Paper long abstract:
Recent years have seen protests and movements across the Global South that challenge entrenched inequalities, authoritarianism, and clientelism. Similarly, in India, pride parades have emerged as a powerful symbol of the queer movement, bringing queerness into public spaces where it otherwise remains elusive. While these protests and parades seek to challenge hegemonic social and political structures, they also reflect deeper exclusions within their own spaces. This paper explores how movements—from anti-authoritarian protests to pride parades—serve as contested sites for reimagining citizenship, belonging, and justice, while simultaneously reproducing exclusions based on class, caste, and other axes of marginality. Drawing on frameworks of social movement theory, anti-caste theory, and vulnerable queer ethnography, we examine how protests and public mobilizations navigate power, privilege, and resistance.
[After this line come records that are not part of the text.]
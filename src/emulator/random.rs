//! The random-byte collaborator used by CXNN.

/// A source of uniformly distributed bytes.
pub trait RandomSource {
    fn random_byte(&mut self) -> u8;
}

/// The default source, backed by the thread-local generator from `rand`.
pub struct ThreadRandom;

impl RandomSource for ThreadRandom {
    fn random_byte(&mut self) -> u8 {
        rand::random::<u8>()
    }
}

/// A deterministic source for tests: replays a fixed sequence, then repeats
/// the last value.
pub struct FixedRandom {
    values: Vec<u8>,
    next: usize,
}

impl FixedRandom {
    pub fn new(values: &[u8]) -> FixedRandom {
        FixedRandom {
            values: values.to_vec(),
            next: 0,
        }
    }
}

impl RandomSource for FixedRandom {
    fn random_byte(&mut self) -> u8 {
        let value = self.values[self.next.min(self.values.len() - 1)];
        self.next += 1;
        value
    }
}
//! Selectable opcode conventions.
//!
//! Several opcodes diverged across historical CHIP-8 interpreters. Instead of
//! scattering runtime branches through the decoder, the divergent behaviors
//! are named here and resolved once when the engine is constructed.

/// Which register the shift instructions (8XY6/8XYE) operate on.
#[derive(Debug, Clone, Copy, PartialEq, Eq)]
pub enum ShiftSource {
    /// Copy `v[y]` into `v[x]` before shifting (original interpreter).
    OperandVy,
    /// Shift `v[x]` in place, ignoring `v[y]` (later interpreters).
    OperandVx,
}

/// What happens to `i` after a block store/load (FX55/FX65).
#[derive(Debug, Clone, Copy, PartialEq, Eq)]
pub enum BlockTransfer {
    /// Advance `i` by `x` afterwards (original interpreter).
    IncrementIndex,
    /// Leave `i` untouched (later interpreters).
    LeaveIndex,
}

/// Which register BNNN adds to the jump target.
#[derive(Debug, Clone, Copy, PartialEq, Eq)]
pub enum JumpOffset {
    /// `pc = NNN + v[0]`, the correct convention.
    V0,
    /// `pc = NNN + v[NNN >> 8]`, a misreading of the opcode found in some
    /// descendants. Kept as a named alternate, never the default.
    HighNibbleRegister,
}

/// Whether FX1E reports overflow of the address space in `v[0xF]`.
#[derive(Debug, Clone, Copy, PartialEq, Eq)]
pub enum IndexOverflow {
    /// Set `v[0xF]` to 1 when `i` reaches 0x1000. Not part of the canonical
    /// instruction set, but widely adopted and relied upon by some programs.
    SetFlag,
    /// Leave `v[0xF]` alone.
    Ignore,
}

/// The resolved set of conventions for one machine. Construct via
/// [`Quirks::modern`] or [`Quirks::classic`] and override fields as needed.
#[derive(Debug, Clone, Copy, PartialEq, Eq)]
pub struct Quirks {
    pub shift: ShiftSource,
    pub block_transfer: BlockTransfer,
    pub jump_offset: JumpOffset,
    pub index_overflow: IndexOverflow,
}

impl Quirks {
    /// The behavior of later interpreters. This is the default profile.
    pub fn modern() -> Quirks {
        Quirks {
            shift: ShiftSource::OperandVx,
            block_transfer: BlockTransfer::LeaveIndex,
            jump_offset: JumpOffset::V0,
            index_overflow: IndexOverflow::SetFlag,
        }
    }

    /// The behavior of the original interpreter.
    pub fn classic() -> Quirks {
        Quirks {
            shift: ShiftSource::OperandVy,
            block_transfer: BlockTransfer::IncrementIndex,
            jump_offset: JumpOffset::V0,
            index_overflow: IndexOverflow::SetFlag,
        }
    }
}

impl Default for Quirks {
    fn default() -> Self {
        Quirks::modern()
    }
}
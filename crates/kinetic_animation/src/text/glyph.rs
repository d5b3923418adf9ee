//! Tokenizing strings for the edit engine
//!
//! Plain text is split per `char`. When either string carries combining
//! marks or astral codepoints, both are split into glyphs instead: a base
//! codepoint plus any combining marks trailing it, so an interpolated string
//! never strands an accent away from its letter.

use regex::Regex;
use std::sync::OnceLock;

const COMBINING: &str = r"\u{0300}-\u{036F}\u{1DC0}-\u{1DFF}\u{20D0}-\u{20FF}\u{FE20}-\u{FE2F}";

fn multi_codepoint() -> &'static Regex {
    static RE: OnceLock<Regex> = OnceLock::new();
    RE.get_or_init(|| {
        Regex::new(&format!(r"[{COMBINING}\u{{10000}}-\u{{10FFFF}}]")).expect("valid glyph pattern")
    })
}

fn glyph() -> &'static Regex {
    static RE: OnceLock<Regex> = OnceLock::new();
    RE.get_or_init(|| Regex::new(&format!(r"(?s).[{COMBINING}]*")).expect("valid glyph pattern"))
}

/// Whether `text` needs glyph tokenization
pub fn has_multi_codepoint_glyphs(text: &str) -> bool {
    multi_codepoint().is_match(text)
}

/// One token per `char`
pub fn chars(text: &str) -> Vec<&str> {
    text.char_indices()
        .map(|(start, c)| &text[start..start + c.len_utf8()])
        .collect()
}

/// One token per base codepoint and its trailing combining marks
pub fn glyphs(text: &str) -> Vec<&str> {
    glyph().find_iter(text).map(|m| m.as_str()).collect()
}

/// Tokenize both strings with the same strategy
pub fn tokenize_pair<'a>(source: &'a str, target: &'a str) -> (Vec<&'a str>, Vec<&'a str>) {
    if has_multi_codepoint_glyphs(source) || has_multi_codepoint_glyphs(target) {
        (glyphs(source), glyphs(target))
    } else {
        (chars(source), chars(target))
    }
}

#[cfg(test)]
mod tests {
    use super::*;

    #[test]
    fn test_plain_text_is_per_char() {
        assert!(!has_multi_codepoint_glyphs("plain ascii and é"));
        assert_eq!(chars("héllo"), vec!["h", "é", "l", "l", "o"]);
    }

    #[test]
    fn test_combining_marks_stay_with_base() {
        let text = "e\u{0301}a\u{0300}\u{0323}z";
        assert!(has_multi_codepoint_glyphs(text));
        assert_eq!(glyphs(text), vec!["e\u{0301}", "a\u{0300}\u{0323}", "z"]);
    }

    #[test]
    fn test_astral_codepoints_trigger_glyph_mode() {
        let (a, b) = tokenize_pair("a😀b", "ab");
        assert_eq!(a, vec!["a", "😀", "b"]);
        assert_eq!(b, vec!["a", "b"]);
    }

    #[test]
    fn test_glyphs_concatenate_back() {
        let text = "n\u{0303}o\u{0308}\u{20D7}!";
        assert_eq!(glyphs(text).concat(), text);
    }
}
From the visible omission of caste bodies in pride parades to the evolving narratives of marginalized groups during broader political protests, I discuss how shared spaces function both as sites of resistance and as arenas where dominant structures are subtly reinforced. For instance, the spatial and social dynamics of pride in cities like Mumbai highlight how neoliberal logics sustain caste privilege, even within movements that ostensibly aim to dismantle hierarchical power structures. How do movements and spaces like pride parades challenge and reproduce marginalities? What narratives do these movements construct, and how inclusive are they of those at the intersection of caste, class, and queerness? From a marginalized standpoint, this paper unpacks how protests and shared spaces confront systemic inequality while reimagining pathways to solidarity and inclusivity.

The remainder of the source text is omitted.